Devotion is an individual joy. The things that most seduce us, making the hair at the back of our necks shiver or our hearts bottom out like an old rowboat, are unique to each of us. For one person, a long morning of bird watching might be the most perfect pleasure. While, to another, the simple ritual of untucking their bed at night is the loosening of their sweetest tea.
Woolgathering and Wildcrafting are two of my favorite devotions. For as long as I can remember I had been an avid, almost expert woolgatherer. (If you frequently hear the phrase, “earth to [inset your name here],” you are most likely part of this tribe also). Letting myself wander through my own thoughts, collecting snip bits of daydreams as one might collect fallen tufts of wool is one of my purest joys.

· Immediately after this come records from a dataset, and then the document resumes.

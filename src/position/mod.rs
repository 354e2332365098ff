//! Position State Machine
//!
//! Per-account session tracking:
//! - NO_SESSION → HOLDING_ASSET via BUY (session auto-starts)
//! - HOLDING_ASSET ⇄ HOLDING_CASH via SELL / BUY
//! - explicit `end_session` → NO_SESSION
//!
//! Validity check, sizing, execution and the state transition run as one
//! unit per account. Nothing is mutated unless the order was filled.

pub mod accountant;

pub use accountant::{pair_trades, summarize, Pairing, PerformanceSummary, TradePair};

use chrono::{DateTime, Utc};
use serde::{Deserialize, Serialize};
use std::collections::HashMap;
use std::fmt;
use std::sync::{Arc, Mutex, RwLock};
use std::time::Duration;
use tokio::sync::Mutex as AsyncMutex;
use tracing::{info, warn};
use uuid::Uuid;

use crate::config::{AccountSettings, TradeMode};
use crate::error::{EngineError, EngineResult};
use crate::execution::{OrderExecutor, OrderRequest};
use crate::types::{AccountBalances, AccountId, TradeAction};

/// Price move (percent) a round trip must exceed to cover fees on both legs
pub fn break_even_move_percent(fee_rate: f64) -> f64 {
    2.0 * fee_rate * 100.0
}

/// What the account currently holds
#[derive(Debug, Clone, Copy, PartialEq, Eq, Hash, Serialize, Deserialize, Default)]
#[serde(rename_all = "SCREAMING_SNAKE_CASE")]
pub enum PositionState {
    #[default]
    NoSession,
    HoldingAsset,
    HoldingCash,
}

impl PositionState {
    /// BUY from NO_SESSION or HOLDING_CASH, SELL only from HOLDING_ASSET
    pub fn allows(&self, action: TradeAction) -> bool {
        matches!(
            (self, action),
            (PositionState::NoSession, TradeAction::Buy)
                | (PositionState::HoldingCash, TradeAction::Buy)
                | (PositionState::HoldingAsset, TradeAction::Sell)
        )
    }

    /// State after a filled trade
    pub fn after(action: TradeAction) -> Self {
        match action {
            TradeAction::Buy => PositionState::HoldingAsset,
            TradeAction::Sell => PositionState::HoldingCash,
        }
    }
}

impl fmt::Display for PositionState {
    fn fmt(&self, f: &mut fmt::Formatter<'_>) -> fmt::Result {
        match self {
            PositionState::NoSession => write!(f, "NO_SESSION"),
            PositionState::HoldingAsset => write!(f, "HOLDING_ASSET"),
            PositionState::HoldingCash => write!(f, "HOLDING_CASH"),
        }
    }
}

/// Session state for one account
#[derive(Debug, Clone, PartialEq, Serialize, Deserialize)]
pub struct AccountPositionState {
    pub current_position: PositionState,
    pub session_id: Uuid,
    /// Asset quantity both legs of the session trade
    pub session_amount: f64,
    /// Portfolio value at session start, P/L baseline
    pub initial_value: f64,
    pub trade_count: u32,
    pub started_at: DateTime<Utc>,
}

/// One executed trade; never mutated after creation
#[derive(Debug, Clone, PartialEq, Serialize, Deserialize)]
pub struct TradeRecord {
    pub action: TradeAction,
    pub quantity: f64,
    pub unit_price: f64,
    pub total_value: f64,
    pub fee_amount: f64,
    /// 0-100
    pub confidence: f64,
    pub timestamp: DateTime<Utc>,
    pub session_id: Uuid,
    /// Per-account sequence, starting at 1
    pub sequence: u64,
}

/// A trade the gate wants placed
#[derive(Debug, Clone, PartialEq)]
pub struct TradeIntent {
    pub action: TradeAction,
    /// Reference price the trade is sized at
    pub price: f64,
    pub confidence: f64,
    /// Overrides the configured percentage when no session quantity exists
    pub size_percent: Option<f64>,
    pub timestamp: DateTime<Utc>,
}

/// Result of one attempted trade
#[derive(Debug, Clone, PartialEq)]
pub enum TradeOutcome {
    Executed(TradeRecord),
    /// Refused before any order was sent
    Rejected { reason: String },
    /// Sent (or attempted) but not filled; state untouched
    ExecutionFailed { reason: String },
}

impl TradeOutcome {
    pub fn is_executed(&self) -> bool {
        matches!(self, TradeOutcome::Executed(_))
    }
}

/// Summary handed back when a session is closed
#[derive(Debug, Clone, PartialEq, Serialize, Deserialize)]
pub struct SessionSummary {
    pub session_id: Uuid,
    pub trade_count: u32,
    pub initial_value: f64,
    pub started_at: DateTime<Utc>,
    pub ended_at: DateTime<Utc>,
    pub final_position: PositionState,
    pub pairs: Vec<TradePair>,
    pub performance: PerformanceSummary,
}

// ─────────────────────────────────────────────────────────────────────────────
// Keyed store
// ─────────────────────────────────────────────────────────────────────────────

/// Account id → session state
pub trait PositionStore: Send + Sync {
    fn get(&self, account: &AccountId) -> Option<AccountPositionState>;
    fn put(&self, account: &AccountId, state: AccountPositionState);
    fn remove(&self, account: &AccountId) -> Option<AccountPositionState>;
}

#[derive(Debug, Default)]
pub struct MemoryPositionStore {
    states: RwLock<HashMap<AccountId, AccountPositionState>>,
}

impl MemoryPositionStore {
    pub fn new() -> Self {
        Self::default()
    }
}

impl PositionStore for MemoryPositionStore {
    fn get(&self, account: &AccountId) -> Option<AccountPositionState> {
        self.states.read().ok()?.get(account).cloned()
    }

    fn put(&self, account: &AccountId, state: AccountPositionState) {
        if let Ok(mut states) = self.states.write() {
            states.insert(account.clone(), state);
        }
    }

    fn remove(&self, account: &AccountId) -> Option<AccountPositionState> {
        self.states.write().ok()?.remove(account)
    }
}

// ─────────────────────────────────────────────────────────────────────────────
// Manager
// ─────────────────────────────────────────────────────────────────────────────

/// Validates, sizes, executes and records trades
pub struct PositionManager {
    store: Arc<dyn PositionStore>,
    executor: Arc<dyn OrderExecutor>,
    ledger: RwLock<HashMap<AccountId, Vec<TradeRecord>>>,
    in_flight: Mutex<HashMap<AccountId, Arc<AsyncMutex<()>>>>,
    execution_timeout: Duration,
}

I am in love the term woolgathering. Not only because it describes the meditative action of trailing through one’s imagination, but because it hints at the unseen process of creation and realization behind “idle daydreaming.” Once collected, what do you do with a bundle of wool? Spin it of course! And dye it, and weave it, and create something wholly new to your life. Our forays into the backcountry of our imaginations are the beginnings of new projects, new passions, and new purpose. (even the new york times agrees!)
Wildcrafting, the harvesting of herb, root, or flower from the wilds, isn’t so different from woolgathering. Instead of wandering the hills of your mind, you roam the woods and meadows of your home. The medicine or musings you collect there are just as instrumental to weaving oneself anew. By learning and knowing the plants that surround you, the art of Wildcrafting teaches you how to recognize yourself in your environment, and your environment within yourself. It is a magical experience. Ultimately, I believe that we are the creators of our own little lives of devotion, and every time I pick up a bit of food or medicine from the wilds, I find yet another ingredient to living a fuller, more realized life.
I hope you join me as I share these, and other daily devotions, from my graced little life in Southern Appalachia on this new blog. Welcome!